Полагаю, именно утрата миссис Бритник превратила меня в бунтовщика. Я лишился целей, стал подавленным. И однажды, вскоре после того, как мне исполнилось тринадцать, я ослушался мать, которая велела дочитать главу из учебника, пока она принимает душ, залез в ее сумочку, взял пять долларов и вышел из дома. Я шагал под ярким солнцем и голубым небом, и мир вокруг казался полон жизни. Но больше всего мне хотелось увидеться со сверстниками. И тут я вспомнил, что неподалеку в городе есть кафе-мороженое, а когда мы проезжали мимо него, возвращаясь от очередного врача, я всегда замечал внутри подростков вроде меня. Поэтому я направился прямо туда, гадая, успеет ли мать догнать меня раньше, чем я дойду. Тут я представил, как она сушит волосы, и побежал.
Остановившись возле ряда магазинчиков, составлявших «Империю мороженого», я совсем запыхался - как от пьянящего возбуждения свободы, так и от полумильной пробежки. Глядеть через стекло входной двери было все равно что заглядывать в портал, выводящий в иной, экзотический мир. Там за столиками сидели группки моих сверстников, разговаривали, смеялись, ели мороженое - причем не вечером после ужина, а в разгар дня. Я открыл дверь и шмыгнул внутрь. Едва я вошел, вся магия этого места словно вылетела наружу через приоткрытую дверь, потому что разговоры мгновенно прекратились. В наступившей тишине все головы повернулись ко мне.
- Салют, - сказал я, улыбаясь, и приветственно поднял руку, но опоздал. Все уже отвернулись, а разговоры возобновились, словно они лишь мельком взглянули на дверь, которая приоткрылась и закрылась от ветра. А меня парализовали как неспособность произвести впечатление, так и осознание того, что поиск друзей потребует реальных усилий.
- Что будешь заказывать? - спросил из-за прилавка крупный мужчина.
Я стряхнул оцепенение и подошел к нему. Передо мной под стеклянным куполом раскинулась «Империя мороженого». Никогда прежде я не видел его так много и в таком количестве оттенков и воплощений - с орешками и фруктами, с кусочками печенья и карамели, - и мистические вихри, порожденные этим зрелищем, прозвучали для меня далекой сиреной. Глубокие ванночки с мороженым стояли аккуратными рядами - целых тридцать разных вкусов. Моя диета запрещала употребление любых сладостей или десертов, и лишь очень редко после ужина мне доставалась ложечка-другая ванильного мороженого. Некие врачи сказали родителям, что такие лакомства серьезно усугубят мое состояние. Вспомнив об этом, я заказал большую вазочку кофейного мороженого. Почему именно кофейного? Да потому, что этот напиток также входил в список всего, что мне запрещалось есть или пить.

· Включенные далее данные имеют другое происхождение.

//! Embedding provider capability (`spec.md` §9 "Polymorphism over
//! connectors / embedding providers").
//!
//! Invocation of an actual embedding model is explicitly out of scope;
//! callers inject an implementation of [`EmbeddingProvider`]. The stub here
//! (grounded on the hash-trick deterministic encoder used for tests
//! elsewhere in the retrieval stack) exists only for tests and examples.

use crate::error::{EngramError, Result};
use async_trait::async_trait;
use std::time::Duration;

/// Maps text to a fixed-dimension real vector. Calls are awaitable and
/// timeout-bounded; implementations should be deterministic for a fixed
/// model version and unchanged input.
#[async_trait]
pub trait EmbeddingProvider: Send + Sync {
    async fn embed(&self, text: &str) -> Result<Vec<f32>>;

    /// Dimension of vectors this provider returns.
    fn dimension(&self) -> usize;
}

/// Apply a timeout to any [`EmbeddingProvider::embed`] call, converting a
/// timeout into [`EngramError::EmbeddingTimeout`].
pub async fn embed_with_timeout(
    provider: &dyn EmbeddingProvider,
    text: &str,
    timeout: Duration,
) -> Result<Vec<f32>> {
    match tokio::time::timeout(timeout, provider.embed(text)).await {
        Ok(result) => result,
        Err(_) => Err(EngramError::EmbeddingTimeout(timeout)),
    }
}

/// Deterministic hash-trick embedder for tests: folds byte values of the
/// input into a fixed-dimension vector and L2-normalizes it. Never calls
/// out to a real model.
pub struct StubEmbedder {
    dim: usize,
}

impl StubEmbedder {
    pub fn new(dim: usize) -> Self {
        Self { dim }
    }
}

#[async_trait]
impl EmbeddingProvider for StubEmbedder {
    async fn embed(&self, text: &str) -> Result<Vec<f32>> {
        let mut v = vec![0f32; self.dim];
        for (i, byte) in text.bytes().enumerate() {
            v[i % self.dim] += byte as f32;
        }
        Ok(crate::vector::normalize(&v))
    }

    fn dimension(&self) -> usize {
        self.dim
    }
}

#[cfg(test)]
mod tests {
    use super::*;

    #[tokio::test]
    async fn stub_embedder_is_deterministic() {
        let e = StubEmbedder::new(16);
        let a = e.embed("hello world").await.unwrap();
        let b = e.embed("hello world").await.unwrap();
        assert_eq!(a, b);
        assert_eq!(a.len(), 16);
    }

    #[tokio::test]
    async fn embed_with_timeout_surfaces_timeout_error() {
        struct Slow;
        #[async_trait]
        impl EmbeddingProvider for Slow {
            async fn embed(&self, _text: &str) -> Result<Vec<f32>> {
                tokio::time::sleep(Duration::from_millis(50)).await;
                Ok(vec![0.0])
            }
            fn dimension(&self) -> usize {
                1
            }
        }

        let err = embed_with_timeout(&Slow, "x", Duration::from_millis(5))
            .await
            .unwrap_err();
        assert!(matches!(err, EngramError::EmbeddingTimeout(_)));
    }
}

Расплатившись, я взял вазочку и ложку и отыскал место за угловым столиком, откуда мог видеть зал. Признаюсь, мне было страшновато вот так взять и наброситься на мороженое - уж больно часто все эти взрослые запрещали его касаться. Поэтому я сделал паузу и обвел взглядом кафе, наблюдая, как разговаривают другие дети, и пытаясь подслушать обрывки их разговоров. Я встретился взглядом с мальчиком примерно моего возраста, сидящим за два столика от меня, улыбнулся и помахал ему. Увидев это, он подался вперед и что-то прошептал своим приятелям. Все четверо обернулись, посмотрели на меня и расхохотались. Они явно потешались надо мной, но я наслаждался победой - ведь меня хотя бы заметили. Вдохновившись, я набрал полную ложку мороженого и сунул ее в рот.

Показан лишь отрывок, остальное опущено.